Philippe Sansonetti, Professor Emeritus at the Collège de France in the Microbiology and Infectious Diseases Chair, will give a lecture entitled "How do pandemics stop?" on March1, 2022 at 6:00 pm at the Collège de France, and live on our website.

This lecture is organized in partnership with Sciences et Avenir and La Recherche magazines .

March 1, 2022 at 6 p.m

  • Collège de France
    Amphithéâtre Marguerite de Navarre
    11, place Marcelin-Berthelot
    ​​​​​​​75005 Paris
Anti-sneezing screens in a San Francisco barracks during the Spanish flu epidemic in 1918.

After two years of evolution, the Covid-19 pandemic continues its global progression. Waves, now supported by the appearance of SARS-CoV-2 genotypic variants, follow one another. The increase in the virus's transmissibility, without any exacerbation of its virulence, seems to mark the profile of human-virus co-evolution and map out the pandemic's future "roadmap"... This adaptation will condition the pandemic's eventual "exit".

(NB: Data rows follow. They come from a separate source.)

//! Error types for the domain layer.

use thiserror::Error;

/// Errors raised while parsing a birth-date string.
///
/// This is the only error the calculation core can raise. Every other
/// out-of-vocabulary input (unknown direction label, unrecognized site
/// tag, out-of-table month) degrades to an absent result instead.
#[derive(Debug, Clone, PartialEq, Eq, Error)]
pub enum FormatError {
    #[error("Birth date is empty")]
    EmptyInput,

    #[error("Birth date must use '-' or '/' as separator (e.g. 1992-03-13 or 13/03/1992)")]
    MissingSeparator,

    #[error("Birth date must have exactly 3 parts, got {found}")]
    WrongPartCount { found: usize },

    #[error("Birth date part '{part}' is not a number")]
    NonNumericPart { part: String },
}

impl FormatError {
    /// Creates a wrong part count error.
    pub fn wrong_part_count(found: usize) -> Self {
        FormatError::WrongPartCount { found }
    }

    /// Creates a non-numeric part error.
    pub fn non_numeric(part: impl Into<String>) -> Self {
        FormatError::NonNumericPart { part: part.into() }
    }
}

#[cfg(test)]
mod tests {
    use super::*;

    #[test]
    fn empty_input_displays_correctly() {
        assert_eq!(format!("{}", FormatError::EmptyInput), "Birth date is empty");
    }

    #[test]
    fn missing_separator_mentions_both_separators() {
        let msg = format!("{}", FormatError::MissingSeparator);
        assert!(msg.contains("'-'"));
        assert!(msg.contains("'/'"));
    }

    #[test]
    fn wrong_part_count_includes_found_count() {
        let err = FormatError::wrong_part_count(2);
        assert_eq!(
            format!("{}", err),
            "Birth date must have exactly 3 parts, got 2"
        );
    }

    #[test]
    fn non_numeric_part_includes_offending_part() {
        let err = FormatError::non_numeric("abc");
        assert_eq!(format!("{}", err), "Birth date part 'abc' is not a number");
    }
}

"Exit" is a euphemism that poorly conceals our ignorance of what a "halt" to the Covid-19 pandemic might look like. Will it stop?

What role will human intervention, particularly vaccination, have played in its evolution? How much of the unknown is left by the extraordinary scientific progress in what Charles Nicolle called the "genius" of infectious diseases? Will we have to "learn to live" with SARS-CoV-2?

What can we learn from the history of major pandemics about all these issues, which have far-reaching health, economic, social, psychological and even geostrategic consequences?

Does it enable us to define a rational framework, an epistemology of pandemic finitude?